The first side and the second side are isolated.
[0009] Based on the above, the present invention performs detection
on the alternating current input voltage, by means of the
comparison circuit, on the first side of the detection signal
generator, the processed voltage is compared with the reference
voltage to generate the comparison signal, the detection signal is
generated on the second side of the detection signal generator
according to the comparison signal, and a power supply state of the
alternating current input voltage is indicted by means of the
detection signal.
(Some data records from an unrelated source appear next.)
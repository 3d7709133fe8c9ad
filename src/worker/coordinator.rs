//! Concurrent crawl workers
//!
//! Each worker loops `Idle -> Popping -> Acquiring -> Scanning -> Idle`.
//! The repository being processed is the worker's checkpoint: if the crawl is
//! cancelled before the cycle completes, the checkpoint is requeued so a later
//! run visits the repository again from scratch.

use anyhow::{Result, anyhow};
use std::fmt;
use std::sync::Arc;
use std::sync::atomic::{AtomicU64, Ordering};
use std::time::Instant;
use tokio::task::JoinSet;
use tokio_util::sync::CancellationToken;

use crate::frontier::{Frontier, expand_contributors, pop_repo};
use crate::github::Discovery;
use crate::model::EntityKind;
use crate::scanner::{Checkout, CheckoutConfig, MetadataScanner, ScanConfig};
use crate::util::format_elapsed;

use super::progress::{ProgressHandle, ProgressReporter};

const LOG_TARGET: &str = "worker";

#[derive(Debug, Clone)]
pub struct CrawlConfig {
    /// Number of concurrent workers, at least 1
    pub workers: usize,
    /// Repositories to examine across all workers; `None` runs until cancelled
    pub target: Option<u64>,
    pub checkout: CheckoutConfig,
    pub scan: ScanConfig,
}

/// Totals over all workers of one crawl
#[derive(Debug, Clone, Copy, Default, PartialEq, Eq)]
pub struct CrawlSummary {
    /// Completed cycles, including ones whose checkout failed
    pub cycles: u64,
    pub checkout_failures: u64,
    pub files_scanned: u64,
    pub files_skipped: u64,
    /// Newly recorded hits
    pub hits: u64,
    /// Checkpoints put back on the queue after an interruption or error
    pub requeued: u64,
}

impl CrawlSummary {
    fn merge(&mut self, other: CrawlSummary) {
        self.cycles += other.cycles;
        self.checkout_failures += other.checkout_failures;
        self.files_scanned += other.files_scanned;
        self.files_skipped += other.files_skipped;
        self.hits += other.hits;
        self.requeued += other.requeued;
    }
}

#[derive(Debug, Clone, Copy, PartialEq, Eq)]
pub enum WorkerState {
    Idle,
    Popping,
    Acquiring,
    Scanning,
    Interrupted,
}

impl fmt::Display for WorkerState {
    fn fmt(&self, f: &mut fmt::Formatter<'_>) -> fmt::Result {
        let name = match self {
            WorkerState::Idle => "idle",
            WorkerState::Popping => "popping",
            WorkerState::Acquiring => "acquiring",
            WorkerState::Scanning => "scanning",
            WorkerState::Interrupted => "interrupted",
        };
        f.write_str(name)
    }
}

/// Runs the crawl workers over a shared frontier
pub struct Coordinator<F, D> {
    frontier: Arc<F>,
    discovery: Arc<D>,
    config: CrawlConfig,
}

impl<F, D> Coordinator<F, D>
where
    F: Frontier + 'static,
    D: Discovery + 'static,
{
    pub fn new(frontier: Arc<F>, discovery: Arc<D>, config: CrawlConfig) -> Self {
        Self { frontier, discovery, config }
    }

    /// Run all workers until the target is reached or `cancel` fires.
    ///
    /// A worker failing on a store error cancels the others; the first such
    /// error is returned once every worker has stopped.
    pub async fn run(&self, cancel: CancellationToken, progress: &dyn ProgressReporter) -> Result<CrawlSummary> {
        let started = Instant::now();
        let workers = self.config.workers.max(1);
        let completed = Arc::new(AtomicU64::new(0));
        let pb = progress.start("Crawling", self.config.target);
        // Stops workers waiting on the frontier once the target is met;
        // cycles already under way run to completion
        let finished = cancel.child_token();

        log::info!(target: LOG_TARGET, "Starting {workers} worker(s)");

        let mut set = JoinSet::new();
        for id in 0..workers {
            let worker = Worker {
                id,
                frontier: Arc::clone(&self.frontier),
                discovery: Arc::clone(&self.discovery),
                scanner: MetadataScanner::new(self.config.scan.clone()),
                checkout: self.config.checkout.clone(),
                target: self.config.target,
                completed: Arc::clone(&completed),
                cancel: cancel.clone(),
                finished: finished.clone(),
                progress: Arc::clone(&pb),
                state: WorkerState::Idle,
                checkpoint: None,
            };
            set.spawn(worker.run());
        }

        let mut summary = CrawlSummary::default();
        let mut first_error = None;
        while let Some(joined) = set.join_next().await {
            let result = joined.map_err(|e| anyhow!("worker task failed: {e}")).and_then(|r| r);
            match result {
                Ok(worker_summary) => summary.merge(worker_summary),
                Err(e) => {
                    log::error!(target: LOG_TARGET, "Worker stopped: {e:#}");
                    cancel.cancel();
                    first_error.get_or_insert(e);
                }
            }
        }
        pb.finish();

        log::info!(
            target: LOG_TARGET,
            "Examined {} repositories in {} ({} hits, {} requeued)",
            summary.cycles,
            format_elapsed(started.elapsed()),
            summary.hits,
            summary.requeued
        );

        match first_error {
            Some(e) => Err(e),
            None => Ok(summary),
        }
    }
}

struct Worker<F, D> {
    id: usize,
    frontier: Arc<F>,
    discovery: Arc<D>,
    scanner: MetadataScanner,
    checkout: CheckoutConfig,
    target: Option<u64>,
    completed: Arc<AtomicU64>,
    cancel: CancellationToken,
    finished: CancellationToken,
    progress: Arc<dyn ProgressHandle>,
    state: WorkerState,
    /// Repository held between pop and cycle completion
    checkpoint: Option<String>,
}

impl<F: Frontier, D: Discovery> Worker<F, D> {
    fn enter(&mut self, state: WorkerState) {
        log::trace!(target: LOG_TARGET, "worker {}: {} -> {}", self.id, self.state, state);
        self.state = state;
    }

    fn target_reached(&self) -> bool {
        self.target.is_some_and(|t| self.completed.load(Ordering::SeqCst) >= t)
    }

    async fn run(mut self) -> Result<CrawlSummary> {
        let mut summary = CrawlSummary::default();
        let cancel = self.cancel.clone();
        let finished = self.finished.clone();

        loop {
            self.enter(WorkerState::Idle);
            if cancel.is_cancelled() || self.target_reached() {
                break;
            }

            self.enter(WorkerState::Popping);
            let Some(repo) = pop_repo(self.frontier.as_ref(), self.discovery.as_ref(), &finished).await? else {
                break;
            };
            self.checkpoint = Some(repo.clone());

            let outcome = tokio::select! {
                _ = cancel.cancelled() => None,
                outcome = self.cycle(&repo) => Some(outcome),
            };

            match outcome {
                Some(Ok(cycle)) => summary.merge(cycle),
                Some(Err(e)) => {
                    log::error!(target: LOG_TARGET, "worker {}: {repo} failed: {e:#}", self.id);
                    match self.frontier.requeue(EntityKind::Repository, &repo).await {
                        Ok(()) => summary.requeued += 1,
                        Err(e) => log::error!(target: LOG_TARGET, "Could not requeue {repo}: {e:#}"),
                    }
                }
                None => {
                    self.enter(WorkerState::Interrupted);
                    if let Some(checkpoint) = self.checkpoint.take() {
                        self.frontier.requeue(EntityKind::Repository, &checkpoint).await?;
                        summary.requeued += 1;
                    }
                    break;
                }
            }

            self.checkpoint = None;
            let done = self.completed.fetch_add(1, Ordering::SeqCst) + 1;
            summary.cycles += 1;
            self.progress.inc(1);
            if self.target.is_some_and(|t| done >= t) {
                finished.cancel();
                break;
            }
        }

        log::debug!(target: LOG_TARGET, "worker {} finished after {} cycles", self.id, summary.cycles);
        Ok(summary)
    }

    /// Expand, acquire and scan one repository
    async fn cycle(&mut self, repo: &str) -> Result<CrawlSummary> {
        let mut summary = CrawlSummary::default();
        self.progress.set_message(repo.to_string());

        expand_contributors(self.frontier.as_ref(), self.discovery.as_ref(), repo).await?;

        self.enter(WorkerState::Acquiring);
        let checkout = Checkout::create(&self.checkout, self.id)?;
        let files = match checkout.acquire(&self.checkout, repo).await {
            Ok(files) => files,
            Err(e) => {
                log::warn!(target: LOG_TARGET, "Skipping {repo}: {e:#}");
                summary.checkout_failures += 1;
                if let Err(e) = checkout.cleanup() {
                    log::warn!(target: LOG_TARGET, "{e:#}");
                }
                return Ok(summary);
            }
        };

        self.enter(WorkerState::Scanning);
        let report = self
            .scanner
            .scan(self.frontier.as_ref(), repo, checkout.root(), &files)
            .await?;
        summary.files_scanned += report.files;
        summary.files_skipped += report.skipped;
        summary.hits += report.hits;

        if let Err(e) = checkout.cleanup() {
            log::warn!(target: LOG_TARGET, "{e:#}");
        }
        log::info!(
            target: LOG_TARGET,
            "Scanned {repo}: {} files, {} skipped, {} hits",
            report.files,
            report.skipped,
            report.hits
        );
        Ok(summary)
    }
}
use anyhow::{Context, Result, bail};
use sqlx::{sqlite::{SqliteConnectOptions, SqlitePoolOptions}, Pool, Row, Sqlite, Transaction};
use std::str::FromStr;
use std::time::Duration;
use thiserror::Error;

use crate::model::{EntityKind, FrontierStats, Hit, canonicalize};

use super::schema::{self, EntityTable, SCHEMA_VERSION};

const LOG_TARGET: &str = "database";

/// The store exists but was not created by this version of the crawler
#[derive(Debug, Error)]
pub enum SchemaError {
    #[error("unexpected table set: found [{}], expected [{}]", found.join(", "), expected.join(", "))]
    TableMismatch { found: Vec<String>, expected: Vec<String> },

    #[error("schema version {found} does not match expected version {expected}")]
    VersionMismatch { found: i64, expected: i64 },
}

/// SQLite-backed frontier: entity tables, their FIFO queues and hits.
///
/// Every check-then-act sequence runs inside one transaction, so concurrent
/// workers never create duplicate entities or pop the same queue entry.
pub struct Database {
    pool: Pool<Sqlite>,
}

impl Database {
    /// Create a new database connection
    pub async fn new(db_path: &str) -> Result<Self> {
        let options = SqliteConnectOptions::from_str(&format!("sqlite:{}?mode=rwc", db_path))?
            .journal_mode(sqlx::sqlite::SqliteJournalMode::Wal)
            .synchronous(sqlx::sqlite::SqliteSynchronous::Normal)
            .foreign_keys(true)
            .busy_timeout(Duration::from_secs(30));

        // One connection: transactions from different workers serialize on it
        let pool = SqlitePoolOptions::new()
            .max_connections(1)
            .connect_with(options)
            .await
            .context("Failed to connect to database")?;

        Ok(Self { pool })
    }

    /// Create the schema on first use or validate it on later runs.
    ///
    /// Returns true if the tables were created. A store holding any other
    /// table set, or another schema version, fails with [`SchemaError`].
    pub async fn init_schema(&self) -> Result<bool> {
        let found: Vec<String> = sqlx::query_scalar(
            "SELECT name FROM sqlite_master WHERE type = 'table' AND name NOT LIKE 'sqlite_%' ORDER BY name"
        )
        .fetch_all(&self.pool)
        .await?;

        if found.is_empty() {
            let mut tx = self.pool.begin().await?;
            for ddl in schema::create_statements() {
                sqlx::query(&ddl).execute(&mut *tx).await?;
            }
            sqlx::query(&format!("PRAGMA user_version = {SCHEMA_VERSION}"))
                .execute(&mut *tx)
                .await?;
            tx.commit().await?;
            log::info!(target: LOG_TARGET, "Created frontier schema (version {SCHEMA_VERSION})");
            return Ok(true);
        }

        let expected = schema::expected_tables();
        if found != expected {
            return Err(SchemaError::TableMismatch {
                found,
                expected: expected.into_iter().map(str::to_string).collect(),
            }
            .into());
        }

        let version: i64 = sqlx::query_scalar("PRAGMA user_version")
            .fetch_one(&self.pool)
            .await?;
        if version != SCHEMA_VERSION {
            return Err(SchemaError::VersionMismatch { found: version, expected: SCHEMA_VERSION }.into());
        }

        Ok(false)
    }

    /// Queue an identity unless it has been seen before.
    ///
    /// Returns true if a new entity (and queue entry) was created.
    pub async fn push(&self, kind: EntityKind, identity: &str) -> Result<bool> {
        let name = canonicalize(kind, identity)?;
        let mut tx = self.pool.begin().await?;
        let queued = Self::push_in_tx(&mut tx, kind.table(), &name).await?;
        tx.commit().await?;
        if queued {
            log::debug!(target: LOG_TARGET, "Queued {kind} {name}");
        }
        Ok(queued)
    }

    /// Queue a batch of identities in one transaction.
    ///
    /// Identities that fail canonicalization are logged and skipped. Returns
    /// the number of newly queued entities.
    pub async fn push_many<S: AsRef<str>>(&self, kind: EntityKind, identities: &[S]) -> Result<usize> {
        let table = kind.table();
        let mut tx = self.pool.begin().await?;
        let mut queued = 0;

        for raw in identities {
            let name = match canonicalize(kind, raw.as_ref()) {
                Ok(name) => name,
                Err(e) => {
                    log::warn!(target: LOG_TARGET, "Skipping {kind}: {e:#}");
                    continue;
                }
            };
            if Self::push_in_tx(&mut tx, table, &name).await? {
                queued += 1;
            }
        }

        tx.commit().await?;
        Ok(queued)
    }

    async fn push_in_tx(tx: &mut Transaction<'_, Sqlite>, table: &EntityTable, name: &str) -> Result<bool> {
        let inserted = sqlx::query(&table.insert_entity_sql())
            .bind(name)
            .execute(&mut **tx)
            .await?;

        // Already seen: first discovery wins
        if inserted.rows_affected() == 0 {
            return Ok(false);
        }

        sqlx::query(&table.enqueue_by_id_sql())
            .bind(inserted.last_insert_rowid())
            .execute(&mut **tx)
            .await?;
        Ok(true)
    }

    /// Remove the oldest queue entry and return its identity
    pub async fn pop(&self, kind: EntityKind) -> Result<Option<String>> {
        let table = kind.table();
        let mut tx = self.pool.begin().await?;

        let row = sqlx::query(&table.peek_oldest_sql())
            .fetch_optional(&mut *tx)
            .await?;
        let Some(row) = row else {
            return Ok(None);
        };

        let entry_id: i64 = row.get("entry_id");
        let identity: String = row.get("identity");

        sqlx::query(&table.delete_entry_sql())
            .bind(entry_id)
            .execute(&mut *tx)
            .await?;
        tx.commit().await?;

        Ok(Some(identity))
    }

    /// Put an already-known identity back on its queue
    pub async fn requeue(&self, kind: EntityKind, identity: &str) -> Result<()> {
        let result = sqlx::query(&kind.table().enqueue_by_key_sql())
            .bind(identity)
            .execute(&self.pool)
            .await?;
        if result.rows_affected() == 0 {
            bail!("cannot requeue unknown {kind} {identity}");
        }
        log::info!(target: LOG_TARGET, "Requeued {kind} {identity}");
        Ok(())
    }

    /// Whether an identity has ever been seen, queued or not
    pub async fn is_seen(&self, kind: EntityKind, identity: &str) -> Result<bool> {
        let name = canonicalize(kind, identity)?;
        let row = sqlx::query(&kind.table().exists_sql())
            .bind(&name)
            .fetch_optional(&self.pool)
            .await?;
        Ok(row.is_some())
    }

    pub async fn queue_len(&self, kind: EntityKind) -> Result<u64> {
        self.count(kind.table().queue).await
    }

    /// Record a hit; duplicates of the same (repository, path) are ignored.
    ///
    /// Returns true if a new row was written.
    pub async fn record_hit(&self, repository: &str, path: &str) -> Result<bool> {
        let result = sqlx::query(&schema::insert_hit_sql())
            .bind(path)
            .bind(repository)
            .execute(&self.pool)
            .await?;
        Ok(result.rows_affected() == 1)
    }

    /// All hits in the order they were recorded
    pub async fn hits(&self) -> Result<Vec<Hit>> {
        let rows = sqlx::query(&schema::select_hits_sql())
            .fetch_all(&self.pool)
            .await?;

        Ok(rows.into_iter().map(|row| Hit {
            repository: row.get("repository"),
            path: row.get("path"),
        }).collect())
    }

    pub async fn stats(&self) -> Result<FrontierStats> {
        Ok(FrontierStats {
            repositories: self.count(schema::REPOSITORIES.table).await?,
            users: self.count(schema::USERS.table).await?,
            queued_repositories: self.count(schema::REPOSITORIES.queue).await?,
            queued_users: self.count(schema::USERS.queue).await?,
            hits: self.count(schema::HITS).await?,
        })
    }

    async fn count(&self, table: &str) -> Result<u64> {
        let n: i64 = sqlx::query_scalar(&format!("SELECT COUNT(*) FROM {table}"))
            .fetch_one(&self.pool)
            .await?;
        Ok(n as u64)
    }
}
The first side and the second side are
isolated.
[0010] In order to make the aforementioned and other objectives and
advantages of the present invention comprehensible, embodiments
accompanied with figures are described in detail below.
BRIEF DESCRIPTION OF THE DRAWINGS
[0011] FIG. 1 is a schematic diagram of a voltage detector
according to an embodiment of the present invention.
[0012] FIG. 2 is a circuit schematic diagram of a voltage detector
according to another embodiment of the present invention.
[0013] FIG. 3 is a schematic diagram of another implementation
manner of a filter according to an embodiment of the present
invention.
[0014] FIG. 4 is a schematic diagram of part of a circuit of a
voltage detector according to an embodiment of the present
invention.
[0015] FIG. 5 is a schematic diagram of an electronic apparatus
according to an embodiment of the present invention.
[0016] FIG. 6 is an operation waveform diagram of an electronic
apparatus according to an embodiment of the present invention.
[0017] FIG. 7 is a flow chart of a voltage detection method
according to an embodiment of the present invention.
DESCRIPTION OF THE EMBODIMENTS
[0018] Referring to FIG. 1, FIG. 1 is a schematic diagram of a
voltage detector according to an embodiment of the present
invention. A voltage detector 100 includes a rectifying and
filtering circuit 110, a comparison circuit 120 and a detection
signal generator 130. The rectifying and filtering circuit 110 is
coupled to a live wire end L1 and a neutral wire end N1, and
receives an alternating current input voltage VAC through the live
wire end L1 and the neutral wire end N1. The rectifying and
filtering circuit 110 performs a rectifying and filtering operation
on the alternating current input voltage VAC so as to generate a
processed voltage PV1. The comparison circuit 120 is coupled to the
rectifying and filtering circuit 110. The comparison circuit 120
compares the processed voltage PV1 with a reference voltage VR1 to
generate a comparison signal CS. The detection signal generator 130
is coupled to the comparison circuit 120. The detection signal
generator 130 includes a first side 131 and a second side 132 which
are mutually coupled. The first side 131 is coupled to the
comparison signal 120 so as to receive the comparison signal CS.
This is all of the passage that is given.